WHAT NEEDS TO BE DONE. Filter the entries below, keeping only lines with the word "description".

DATA SHOWN.
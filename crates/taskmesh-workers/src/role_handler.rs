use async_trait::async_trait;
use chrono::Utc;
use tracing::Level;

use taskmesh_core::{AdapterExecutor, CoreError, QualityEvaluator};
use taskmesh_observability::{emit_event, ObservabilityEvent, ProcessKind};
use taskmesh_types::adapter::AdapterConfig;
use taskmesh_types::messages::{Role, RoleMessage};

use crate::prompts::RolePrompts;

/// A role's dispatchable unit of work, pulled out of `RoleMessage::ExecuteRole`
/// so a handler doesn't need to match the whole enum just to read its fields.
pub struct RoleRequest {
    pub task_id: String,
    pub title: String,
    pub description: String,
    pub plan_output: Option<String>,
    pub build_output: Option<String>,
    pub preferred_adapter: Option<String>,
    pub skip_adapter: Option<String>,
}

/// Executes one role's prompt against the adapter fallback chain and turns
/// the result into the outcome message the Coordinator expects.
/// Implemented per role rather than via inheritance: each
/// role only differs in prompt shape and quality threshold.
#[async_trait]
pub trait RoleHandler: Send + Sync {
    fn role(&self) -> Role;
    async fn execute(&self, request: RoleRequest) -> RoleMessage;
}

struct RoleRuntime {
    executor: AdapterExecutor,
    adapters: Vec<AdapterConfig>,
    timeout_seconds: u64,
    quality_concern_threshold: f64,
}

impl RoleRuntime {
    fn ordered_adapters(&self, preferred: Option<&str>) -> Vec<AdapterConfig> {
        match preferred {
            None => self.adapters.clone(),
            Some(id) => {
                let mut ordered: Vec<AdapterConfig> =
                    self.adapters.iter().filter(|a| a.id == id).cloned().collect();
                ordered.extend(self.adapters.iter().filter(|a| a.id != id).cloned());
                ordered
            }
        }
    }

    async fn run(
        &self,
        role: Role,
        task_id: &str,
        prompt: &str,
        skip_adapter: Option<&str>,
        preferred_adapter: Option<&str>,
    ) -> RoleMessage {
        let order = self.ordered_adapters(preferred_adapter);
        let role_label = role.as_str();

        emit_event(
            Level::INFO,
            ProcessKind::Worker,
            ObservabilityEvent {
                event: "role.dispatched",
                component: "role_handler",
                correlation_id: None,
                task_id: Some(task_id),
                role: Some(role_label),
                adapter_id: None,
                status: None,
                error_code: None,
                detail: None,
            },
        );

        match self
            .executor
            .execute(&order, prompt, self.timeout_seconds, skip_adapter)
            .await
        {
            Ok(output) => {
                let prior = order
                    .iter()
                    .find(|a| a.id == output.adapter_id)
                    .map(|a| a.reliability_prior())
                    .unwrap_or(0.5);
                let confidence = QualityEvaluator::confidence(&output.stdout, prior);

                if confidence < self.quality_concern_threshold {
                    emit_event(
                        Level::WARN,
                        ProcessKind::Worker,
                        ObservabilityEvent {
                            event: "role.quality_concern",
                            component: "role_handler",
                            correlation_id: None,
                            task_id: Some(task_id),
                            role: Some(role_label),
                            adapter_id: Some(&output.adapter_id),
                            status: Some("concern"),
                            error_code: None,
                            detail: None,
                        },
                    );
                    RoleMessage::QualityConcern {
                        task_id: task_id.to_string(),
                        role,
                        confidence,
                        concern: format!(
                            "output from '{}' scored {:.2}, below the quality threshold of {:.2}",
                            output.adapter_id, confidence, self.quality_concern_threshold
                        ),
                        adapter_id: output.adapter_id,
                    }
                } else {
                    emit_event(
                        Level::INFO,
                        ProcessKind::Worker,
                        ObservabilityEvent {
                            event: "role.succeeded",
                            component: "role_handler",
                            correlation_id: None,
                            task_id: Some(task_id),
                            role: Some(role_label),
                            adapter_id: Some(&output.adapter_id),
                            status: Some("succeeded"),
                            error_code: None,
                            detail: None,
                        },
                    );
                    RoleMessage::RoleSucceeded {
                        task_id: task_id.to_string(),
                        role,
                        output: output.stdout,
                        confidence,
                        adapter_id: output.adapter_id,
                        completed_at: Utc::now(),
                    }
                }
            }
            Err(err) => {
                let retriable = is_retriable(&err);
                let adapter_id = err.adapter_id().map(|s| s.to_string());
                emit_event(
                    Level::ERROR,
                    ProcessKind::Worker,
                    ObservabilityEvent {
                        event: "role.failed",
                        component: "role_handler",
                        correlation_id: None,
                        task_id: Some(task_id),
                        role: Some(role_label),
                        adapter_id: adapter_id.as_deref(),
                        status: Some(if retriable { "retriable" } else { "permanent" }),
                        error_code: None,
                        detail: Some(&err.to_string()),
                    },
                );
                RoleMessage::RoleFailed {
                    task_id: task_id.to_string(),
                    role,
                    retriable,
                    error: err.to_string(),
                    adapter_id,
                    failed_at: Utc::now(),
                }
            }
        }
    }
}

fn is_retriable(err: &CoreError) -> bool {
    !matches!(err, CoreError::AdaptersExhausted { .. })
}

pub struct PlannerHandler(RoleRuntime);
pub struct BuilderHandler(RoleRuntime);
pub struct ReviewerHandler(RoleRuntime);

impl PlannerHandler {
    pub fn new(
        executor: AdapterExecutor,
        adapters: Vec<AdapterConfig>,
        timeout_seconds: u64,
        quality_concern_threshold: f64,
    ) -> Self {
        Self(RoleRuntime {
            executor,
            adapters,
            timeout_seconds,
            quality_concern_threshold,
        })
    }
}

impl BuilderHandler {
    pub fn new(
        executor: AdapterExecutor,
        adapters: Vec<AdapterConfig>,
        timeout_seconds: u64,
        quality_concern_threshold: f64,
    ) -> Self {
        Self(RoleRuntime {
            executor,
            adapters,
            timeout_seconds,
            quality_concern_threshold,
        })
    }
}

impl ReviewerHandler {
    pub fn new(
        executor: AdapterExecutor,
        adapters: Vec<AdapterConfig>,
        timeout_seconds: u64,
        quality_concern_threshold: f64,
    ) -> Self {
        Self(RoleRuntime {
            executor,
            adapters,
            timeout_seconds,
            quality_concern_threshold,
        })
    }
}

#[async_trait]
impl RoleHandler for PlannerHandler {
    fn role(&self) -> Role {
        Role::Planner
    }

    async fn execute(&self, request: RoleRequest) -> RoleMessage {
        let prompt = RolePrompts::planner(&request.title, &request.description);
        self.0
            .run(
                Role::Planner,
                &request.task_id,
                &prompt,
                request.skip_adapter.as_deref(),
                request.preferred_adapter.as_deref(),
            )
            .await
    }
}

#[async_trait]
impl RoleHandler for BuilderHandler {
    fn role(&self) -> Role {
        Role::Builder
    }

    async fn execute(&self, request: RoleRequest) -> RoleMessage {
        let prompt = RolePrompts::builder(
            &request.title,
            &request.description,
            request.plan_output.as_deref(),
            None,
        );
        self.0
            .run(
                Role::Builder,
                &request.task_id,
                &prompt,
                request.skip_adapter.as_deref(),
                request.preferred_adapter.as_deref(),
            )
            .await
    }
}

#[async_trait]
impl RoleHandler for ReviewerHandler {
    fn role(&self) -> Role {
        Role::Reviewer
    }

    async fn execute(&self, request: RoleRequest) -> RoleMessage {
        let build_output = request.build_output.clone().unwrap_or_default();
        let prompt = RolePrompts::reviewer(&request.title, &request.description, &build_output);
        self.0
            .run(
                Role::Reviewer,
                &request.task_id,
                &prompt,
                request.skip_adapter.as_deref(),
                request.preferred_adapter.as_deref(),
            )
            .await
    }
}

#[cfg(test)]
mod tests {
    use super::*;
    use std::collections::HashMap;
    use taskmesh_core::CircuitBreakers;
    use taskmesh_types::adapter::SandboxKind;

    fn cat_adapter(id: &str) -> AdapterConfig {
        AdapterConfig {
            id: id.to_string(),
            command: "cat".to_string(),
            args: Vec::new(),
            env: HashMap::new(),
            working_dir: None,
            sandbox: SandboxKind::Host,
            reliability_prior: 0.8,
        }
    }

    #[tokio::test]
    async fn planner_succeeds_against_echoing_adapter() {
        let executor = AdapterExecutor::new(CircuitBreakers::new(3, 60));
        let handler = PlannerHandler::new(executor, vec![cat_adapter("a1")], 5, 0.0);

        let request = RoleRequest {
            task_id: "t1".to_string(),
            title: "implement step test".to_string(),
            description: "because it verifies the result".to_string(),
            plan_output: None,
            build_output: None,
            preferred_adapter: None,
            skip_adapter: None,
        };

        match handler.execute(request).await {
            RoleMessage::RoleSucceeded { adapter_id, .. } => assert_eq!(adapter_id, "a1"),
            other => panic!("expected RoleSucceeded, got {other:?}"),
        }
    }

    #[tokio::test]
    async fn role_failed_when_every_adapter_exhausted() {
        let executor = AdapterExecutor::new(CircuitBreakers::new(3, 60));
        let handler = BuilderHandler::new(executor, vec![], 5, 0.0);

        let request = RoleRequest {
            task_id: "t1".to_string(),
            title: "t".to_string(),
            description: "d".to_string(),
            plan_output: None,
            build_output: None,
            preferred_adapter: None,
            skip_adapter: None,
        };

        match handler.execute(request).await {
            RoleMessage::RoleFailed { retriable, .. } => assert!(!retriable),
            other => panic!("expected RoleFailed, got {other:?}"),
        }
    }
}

RESULT BELOW.
    pub description: String,
        let prompt = RolePrompts::planner(&request.title, &request.description);
            &request.description,
        let prompt = RolePrompts::reviewer(&request.title, &request.description, &build_output);
            description: "because it verifies the result".to_string(),
            description: "d".to_string(),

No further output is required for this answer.